To do>
Lines from the one containing "the share URL" through the last line of the data below are to be returned exactly; leave out the rest.
---------- Data in this exercise ----------
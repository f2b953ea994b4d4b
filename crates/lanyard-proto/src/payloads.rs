//! Typed payloads for handshake, pairing, and error reporting.
//!
//! `RPC` and `EVENT` payloads are deliberately absent: they belong to the
//! tool-execution collaborator and pass through the protocol layer as opaque
//! blobs.

use serde::{Deserialize, Serialize};

/// Error code reported when version negotiation finds no common version.
pub const ERR_VERSION_MISMATCH: &str = "VERSION_MISMATCH";

/// Client handshake offer (`HELLO` payload).
#[derive(Debug, Clone, PartialEq, Eq, Serialize, Deserialize)]
#[serde(rename_all = "camelCase")]
pub struct Hello {
    /// Optional stable identifier for the client device, for host-side logs.
    #[serde(skip_serializing_if = "Option::is_none", default)]
    pub client_id: Option<String>,
    /// Protocol versions the client is willing to speak.
    pub protocols: Vec<u8>,
}

/// Host handshake acknowledgement (`HELLO_ACK` payload).
#[derive(Debug, Clone, PartialEq, Eq, Serialize, Deserialize)]
#[serde(rename_all = "camelCase")]
pub struct HelloAck {
    /// Version the host selected from the client's offer.
    pub selected_version: u8,
    /// Whether the session still requires a pairing code.
    pub requires_pairing: bool,
    /// The connection epoch the client must echo on every v2 message.
    #[serde(skip_serializing_if = "Option::is_none", default)]
    pub epoch: Option<String>,
}

/// Pairing code submission (`PAIR` payload).
///
/// # Security
///
/// - **Debug Redaction**: The `Debug` impl redacts `code`. The pairing code
///   is the one human-carried secret in the protocol and must never reach
///   logs.
#[derive(Clone, PartialEq, Eq, Serialize, Deserialize)]
#[serde(rename_all = "camelCase")]
pub struct Pair {
    /// The 6-digit pairing code as entered by the operator.
    pub code: String,
}

impl std::fmt::Debug for Pair {
    fn fmt(&self, f: &mut std::fmt::Formatter<'_>) -> std::fmt::Result {
        f.debug_struct("Pair").field("code", &"<redacted>").finish()
    }
}

/// Pairing outcome (`PAIR_ACK` payload, and the payload of a pairing-failure
/// `ERROR`).
#[derive(Debug, Clone, PartialEq, Eq, Serialize, Deserialize)]
#[serde(rename_all = "camelCase")]
pub struct PairAck {
    /// Whether the submitted code was accepted.
    pub success: bool,
    /// Human-readable detail, present on failure.
    #[serde(skip_serializing_if = "Option::is_none", default)]
    pub message: Option<String>,
}

/// Generic `ERROR` payload view.
///
/// Covers both shapes the host emits: negotiation failures carry `code`,
/// pairing rejections carry `success: false`. All fields optional so one
/// parse handles either.
#[derive(Debug, Clone, PartialEq, Eq, Serialize, Deserialize)]
#[serde(rename_all = "camelCase")]
pub struct ErrorInfo {
    /// Machine-readable error code, e.g. [`ERR_VERSION_MISMATCH`].
    #[serde(skip_serializing_if = "Option::is_none", default)]
    pub code: Option<String>,
    /// Pairing-shaped failure marker.
    #[serde(skip_serializing_if = "Option::is_none", default)]
    pub success: Option<bool>,
    /// Human-readable detail.
    #[serde(skip_serializing_if = "Option::is_none", default)]
    pub message: Option<String>,
}

impl ErrorInfo {
    /// Negotiation failure payload.
    pub fn version_mismatch() -> Self {
        Self {
            code: Some(ERR_VERSION_MISMATCH.to_string()),
            success: None,
            message: Some("no common protocol version".to_string()),
        }
    }
}
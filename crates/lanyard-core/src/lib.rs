//! Lanyard protocol core logic.
//!
//! Pure state machines for both ends of an encrypted relay session,
//! decoupled from I/O. The relay itself never needs this crate; it forwards
//! opaque frames.
//!
//! # Architecture
//!
//! Protocol logic is implemented as deterministic state machines isolated
//! from sockets, time, and randomness. External effects come in through the
//! [`Environment`] trait; state transitions return declarative actions the
//! owning runtime executes. The same machines run unchanged under the
//! production runtimes and the deterministic test harness.
//!
//! # Components
//!
//! - [`channel`]: Per-connection sealing, opening, and frame admission
//! - [`host`]: Host-side machine (negotiation, pairing gate, dispatch)
//! - [`client`]: Client-side machine (handshake, pairing, restart recovery)
//! - [`session`]: Session identity, pairing codes, and the share URL
//! - [`mod@env`]: Environment abstraction (time, RNG)
//! - [`system_env`]: Production environment (OS clock and RNG)
//! - [`backoff`]: Reconnect delay policy shared by both runtimes

#![forbid(unsafe_code)]
#![deny(missing_docs)]

pub mod backoff;
pub mod channel;
pub mod client;
pub mod env;
pub mod error;
pub mod host;
pub mod session;
pub mod system_env;

#[cfg(test)]
mod test_env;

pub use backoff::Backoff;
pub use channel::{Channel, ChannelState, EPOCH_LEN, Inbound, generate_epoch};
pub use client::{ClientAction, ClientConfig, ClientMachine};
pub use env::Environment;
pub use error::{ChannelError, ClientError, HostError, ShareUrlError};
pub use host::{HostAction, HostConfig, HostMachine};
pub use session::{Session, ShareUrl, parse_session_id};
pub use system_env::SystemEnv;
----------
Written solution>
//! - [`session`]: Session identity, pairing codes, and the share URL
//! - [`mod@env`]: Environment abstraction (time, RNG)
//! - [`system_env`]: Production environment (OS clock and RNG)
//! - [`backoff`]: Reconnect delay policy shared by both runtimes

#![forbid(unsafe_code)]
#![deny(missing_docs)]

pub mod backoff;
pub mod channel;
pub mod client;
pub mod env;
pub mod error;
pub mod host;
pub mod session;
pub mod system_env;

#[cfg(test)]
mod test_env;

pub use backoff::Backoff;
pub use channel::{Channel, ChannelState, EPOCH_LEN, Inbound, generate_epoch};
pub use client::{ClientAction, ClientConfig, ClientMachine};
pub use env::Environment;
pub use error::{ChannelError, ClientError, HostError, ShareUrlError};
pub use host::{HostAction, HostConfig, HostMachine};
pub use session::{Session, ShareUrl, parse_session_id};
pub use system_env::SystemEnv;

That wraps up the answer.